The bright yellow tent is what stands out the most within this image and can be seen as the focal point amongst the orange building and the surrounding contrasting cool greens, blues and light browns of the landscape in the background. The shape as well as the position of the tent, taking up most of the image and blocking the view of what is happening behind it. It leaves the audience feeling excited and drawn to the people and tent as there is a lot of activity in the middle ground. We see a crowd of people gathering in the middle ground as well between the buildings and the landscape. The people surrounding the tent are standing on the ledge of the building to the right as well as creating a barrier around the tent in an effort to gaze upon the dancers within the tent. This creates a feeling of curiosity.

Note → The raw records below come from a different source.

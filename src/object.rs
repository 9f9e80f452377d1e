//! Object handle

use base64::engine::general_purpose::STANDARD as BASE64;
use base64::Engine;

use crate::bucket::Bucket;
use crate::client::Client;
use crate::error::Result;
use crate::soap::Params;
use crate::types::{Acl, ALL_USERS_URI};

/// An object, identified by bucket name and key
///
/// Holds no remote state; every accessor is a round trip.
#[derive(Debug, Clone, PartialEq, Eq)]
pub struct Object<'c> {
    bucket: Bucket<'c>,
    key: String,
}

impl<'c> Object<'c> {
    pub(crate) fn new(bucket: Bucket<'c>, key: impl Into<String>) -> Self {
        Self {
            bucket,
            key: key.into(),
        }
    }

    pub fn key(&self) -> &str {
        &self.key
    }

    pub fn bucket(&self) -> &Bucket<'c> {
        &self.bucket
    }

    pub fn bucket_name(&self) -> &str {
        self.bucket.name()
    }

    pub fn client(&self) -> &'c Client {
        self.bucket.client()
    }

    fn params(&self) -> Params {
        Params::new()
            .with("Bucket", self.bucket.name())
            .with("Key", self.key.as_str())
    }

    pub fn delete(&self) -> Result<()> {
        self.client().invoke("DeleteObject", self.params())?;
        Ok(())
    }

    /// Current access policy
    ///
    /// `Public` when any grant names the all-users group, `Private`
    /// otherwise (including an empty grant list or a faulted call).
    pub fn acl(&self) -> Result<Acl> {
        let response = self
            .client()
            .invoke("GetObjectAccessControlPolicy", self.params())?;
        let public = response
            .result_all("AccessControlList/Grant")
            .into_iter()
            .filter_map(|grant| grant.find("Grantee/URI"))
            .any(|uri| uri.text == ALL_USERS_URI);

        Ok(if public { Acl::Public } else { Acl::Private })
    }

    /// Replace the access policy. Accepts `public` or `private` in any case.
    ///
    /// Any other value fails before a request is made.
    pub fn set_acl(&self, acl: &str) -> Result<()> {
        let acl: Acl = acl.parse()?;
        self.apply_acl(acl)
    }

    /// Typed form of [`Object::set_acl`]
    pub fn apply_acl(&self, acl: Acl) -> Result<()> {
        let grants = match acl {
            Acl::Public => Params::new().with(
                "Grant",
                Params::new()
                    .with("Grantee", Params::new().with("URI", ALL_USERS_URI))
                    .with("Permission", "READ"),
            ),
            Acl::Private => Params::new(),
        };
        let params = self.params().with("AccessControlList", grants);

        self.client()
            .invoke("SetObjectAccessControlPolicy", params)?;
        Ok(())
    }

    /// Object content; `None` on fault or when the reply has no `Data`
    pub fn get_data(&self) -> Result<Option<Vec<u8>>> {
        let params = self
            .params()
            .with("GetMetadata", false)
            .with("GetData", true)
            .with("InlineData", true);
        let response = self.client().invoke("GetObject", params)?;
        if response.is_fault() {
            return Ok(None);
        }

        match response.result().and_then(|r| r.child("Data")) {
            Some(data) => {
                // base64Binary may be wrapped across lines
                let text: String = data
                    .text
                    .chars()
                    .filter(|c| !c.is_ascii_whitespace())
                    .collect();
                Ok(Some(BASE64.decode(text)?))
            }
            None => Ok(None),
        }
    }

    /// User and system metadata as name/value pairs; `None` on fault
    pub fn metadata(&self) -> Result<Option<Vec<(String, String)>>> {
        let params = self
            .params()
            .with("GetMetadata", true)
            .with("GetData", false)
            .with("InlineData", false);
        let response = self.client().invoke("GetObject", params)?;
        if response.is_fault() {
            return Ok(None);
        }

        Ok(Some(
            response
                .result_all("Metadata")
                .into_iter()
                .map(|m| {
                    (
                        m.child_text("Name").unwrap_or_default().to_string(),
                        m.child_text("Value").unwrap_or_default().to_string(),
                    )
                })
                .collect(),
        ))
    }
}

This piece is painted in a distorted perspective, we see this as the lines and forms of the background are just as clear and bright as the foreground, instead of becoming blurrier and faded towards the horizon as it would in a traditional western painting using aerial perspective. The linear perspective on the oramge buildings is not to proportion, this is to emphasize the space between the buildings where the people are gathered to watch the dancers. The same goes for the people watching from the road on the left, because they are almost the same size as the figures in the foreground, but they do not feel further away because their shapes are less distinct and thinner. The road is what leads the viewers’ eye into the background. (WordPress)

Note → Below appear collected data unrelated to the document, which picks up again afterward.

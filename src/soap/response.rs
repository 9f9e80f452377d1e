//! SOAP response unwrapping
//!
//! A reply is parsed into an [`Element`] tree rooted at `Envelope`. Paths
//! handed to [`Response::find`] and friends start below the root, so the
//! fault lives at `Body/Fault` and payloads at `Body/<Op>Response/...`.

use std::fmt;

use bytes::Bytes;

use crate::error::{Error, Result};
use crate::soap::tree::{self, Element};

/// Structured error returned by the service inside a response envelope
#[derive(Debug, Clone, PartialEq, Eq)]
pub struct Fault {
    /// `faultcode`, e.g. `soapenv:Client.NoSuchBucket`
    pub code: String,
    /// `faultstring`
    pub message: String,
    pub actor: Option<String>,
    /// `detail` subtree, if the service sent one
    pub detail: Option<Element>,
}

impl Fault {
    pub fn from_element(fault: &Element) -> Self {
        Self {
            code: fault.child_text("faultcode").unwrap_or_default().to_string(),
            message: fault
                .child_text("faultstring")
                .unwrap_or_default()
                .to_string(),
            actor: fault.child_text("faultactor").map(str::to_string),
            detail: fault.child("detail").cloned(),
        }
    }

    /// Code without the namespace prefix (`Client.NoSuchBucket`)
    pub fn short_code(&self) -> &str {
        self.code
            .rsplit_once(':')
            .map(|(_, c)| c)
            .unwrap_or(&self.code)
    }

    /// Multi-line human-readable dump
    pub fn dump(&self) -> String {
        let mut out = String::with_capacity(128);
        out.push_str("SOAP Fault\n");
        out.push_str("  faultcode:   ");
        out.push_str(&self.code);
        out.push('\n');
        out.push_str("  faultstring: ");
        out.push_str(&self.message);
        out.push('\n');
        if let Some(actor) = &self.actor {
            out.push_str("  faultactor:  ");
            out.push_str(actor);
            out.push('\n');
        }
        if let Some(detail) = &self.detail {
            out.push_str("  detail:\n");
            for line in detail.to_pretty_xml().lines() {
                out.push_str("    ");
                out.push_str(line);
                out.push('\n');
            }
        }
        out
    }
}

impl fmt::Display for Fault {
    fn fmt(&self, f: &mut fmt::Formatter<'_>) -> fmt::Result {
        write!(f, "{}: {}", self.code, self.message)
    }
}

/// Parsed reply to one operation
#[derive(Debug, Clone)]
pub struct Response {
    operation: String,
    raw: Bytes,
    root: Element,
    fault: Option<Fault>,
}

impl Response {
    /// Parse `raw` as the reply to `operation`
    pub fn parse(operation: &str, raw: Bytes) -> Result<Self> {
        let root = tree::parse(&raw)?;
        if root.name != "Envelope" || root.child("Body").is_none() {
            return Err(Error::InvalidResponse(format!(
                "{} reply is not a SOAP envelope (root element '{}')",
                operation, root.name
            )));
        }
        let fault = root.find("Body/Fault").map(Fault::from_element);

        Ok(Self {
            operation: operation.to_string(),
            raw,
            root,
            fault,
        })
    }

    pub fn operation(&self) -> &str {
        &self.operation
    }

    pub fn fault(&self) -> Option<&Fault> {
        self.fault.as_ref()
    }

    pub fn is_fault(&self) -> bool {
        self.fault.is_some()
    }

    /// Unparsed reply body
    pub fn raw(&self) -> &Bytes {
        &self.raw
    }

    /// Reply body as text
    pub fn text(&self) -> String {
        String::from_utf8_lossy(&self.raw).into_owned()
    }

    /// The `Envelope` element
    pub fn envelope(&self) -> &Element {
        &self.root
    }

    pub fn find(&self, path: &str) -> Option<&Element> {
        self.root.find(path)
    }

    pub fn find_all(&self, path: &str) -> Vec<&Element> {
        self.root.find_all(path)
    }

    /// Path of the payload element, `Body/<Op>Response/<Op>Response`
    pub fn result_path(&self) -> String {
        format!(
            "Body/{op}Response/{op}Response",
            op = self.operation
        )
    }

    /// The payload element, if present
    pub fn result(&self) -> Option<&Element> {
        self.root.find(&self.result_path())
    }

    /// Elements at `path` below the payload element
    pub fn result_all(&self, path: &str) -> Vec<&Element> {
        match self.result() {
            Some(result) => result.find_all(path),
            None => Vec::new(),
        }
    }

    /// Re-indented copy of the reply
    pub fn tidy(&self) -> String {
        self.root.to_pretty_xml()
    }
}

#[cfg(test)]
mod tests {
    use super::*;

    const FAULT: &str = r#"<?xml version="1.0" encoding="UTF-8"?>
<soapenv:Envelope xmlns:soapenv="http://schemas.xmlsoap.org/soap/envelope/">
<soapenv:Body>
<soapenv:Fault>
<faultcode>soapenv:Client.BucketNotEmpty</faultcode>
<faultstring>The bucket you tried to delete is not empty</faultstring>
<detail><BucketName>photos</BucketName></detail>
</soapenv:Fault>
</soapenv:Body>
</soapenv:Envelope>"#;

    const OK: &str = r#"<?xml version="1.0" encoding="UTF-8"?>
<soapenv:Envelope xmlns:soapenv="http://schemas.xmlsoap.org/soap/envelope/">
<soapenv:Body>
<CreateBucketResponse xmlns="http://s3.amazonaws.com/doc/2006-03-01/">
<CreateBucketResponse><Bucket>photos</Bucket></CreateBucketResponse>
</CreateBucketResponse>
</soapenv:Body>
</soapenv:Envelope>"#;

    #[test]
    fn test_fault_is_extracted() {
        let resp = Response::parse("DeleteBucket", Bytes::from_static(FAULT.as_bytes())).unwrap();
        let fault = resp.fault().unwrap();

        assert_eq!(fault.code, "soapenv:Client.BucketNotEmpty");
        assert_eq!(fault.short_code(), "Client.BucketNotEmpty");
        assert_eq!(fault.message, "The bucket you tried to delete is not empty");
        assert_eq!(
            fault.detail.as_ref().and_then(|d| d.child_text("BucketName")),
            Some("photos")
        );
    }

    #[test]
    fn test_fault_dump_is_readable() {
        let resp = Response::parse("DeleteBucket", Bytes::from_static(FAULT.as_bytes())).unwrap();
        let dump = resp.fault().unwrap().dump();

        assert!(dump.starts_with("SOAP Fault\n"));
        assert!(dump.contains("faultcode:   soapenv:Client.BucketNotEmpty"));
        assert!(dump.contains("<BucketName>photos</BucketName>"));
    }

    #[test]
    fn test_success_payload_lookup() {
        let resp = Response::parse("CreateBucket", Bytes::from_static(OK.as_bytes())).unwrap();

        assert!(!resp.is_fault());
        assert_eq!(resp.result_path(), "Body/CreateBucketResponse/CreateBucketResponse");
        assert_eq!(resp.result().and_then(|r| r.child_text("Bucket")), Some("photos"));
        assert!(resp.text().contains("CreateBucketResponse"));
    }

    #[test]
    fn test_non_envelope_is_rejected() {
        let err = Response::parse("CreateBucket", Bytes::from_static(b"<Error/>")).unwrap_err();
        assert!(matches!(err, Error::InvalidResponse(_)));
    }

    #[test]
    fn test_unparseable_body_is_xml_error() {
        let err = Response::parse("CreateBucket", Bytes::from_static(b"<html><body>")).unwrap_err();
        assert!(matches!(err, Error::Xml(_)));
    }
}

The simplified or elementary stylization of the figures surrounding the tent reminds one of the shapes of traditional African art found in caves, they are simple designs but still recognized as humans. The mountains and greenery in the background has been stylized so that they feel like patterns with heavy black outline and shading, almost making them bold as well. The blue colours seen within the vegetation, amongst the mountain range is an arbitrary use of colour because you won’t really find blue grass in nature, but it adds to the feel of lush green surrounding in contrast with the warm colours in the foreground. Though an article from WordPress on this piece suggests it is an unnatural use of colour to contrast the other colours, it could also be seen as a lake or river purposely put there by Sekoto to break up the colours in the background. The forms within the piece have been shaded as well, this is so that you ‘feel’ real forms rather than looking at flat 2D shapes. Sekoto also uses the same technique for the entire background in terms of pattern and design, his brush work is meant to feel like repeating patterns as this creates a feeling of rhythm, maybe evoking the feeling or vibes of a drumbeat that one would hear during the Zulu dance being performed in the tent. There are five main colours used within this piece, yellow, orange, red, green and blue, a limited palette but effective in provoking a feeling of harmony and rhythm.

Finally, within this piece, we can see Sekoto’s use of Romaticism and Social Realism. He shows ordinary people in their normal lives portrayed as these happy people living perfect lives. He does not paint the raw, ugly dirt or explicit details of the image but rather romanticizes the image by painting it more beautiful than it actually was. He also shows the audience his own feelings and emotions towards the subject seen through the eyes of a local South African, although we have to remember, that this was made during the apartheid era, a year before the establishment of the apartness government but still in a society where the racial segregation or separating laws divided the nation.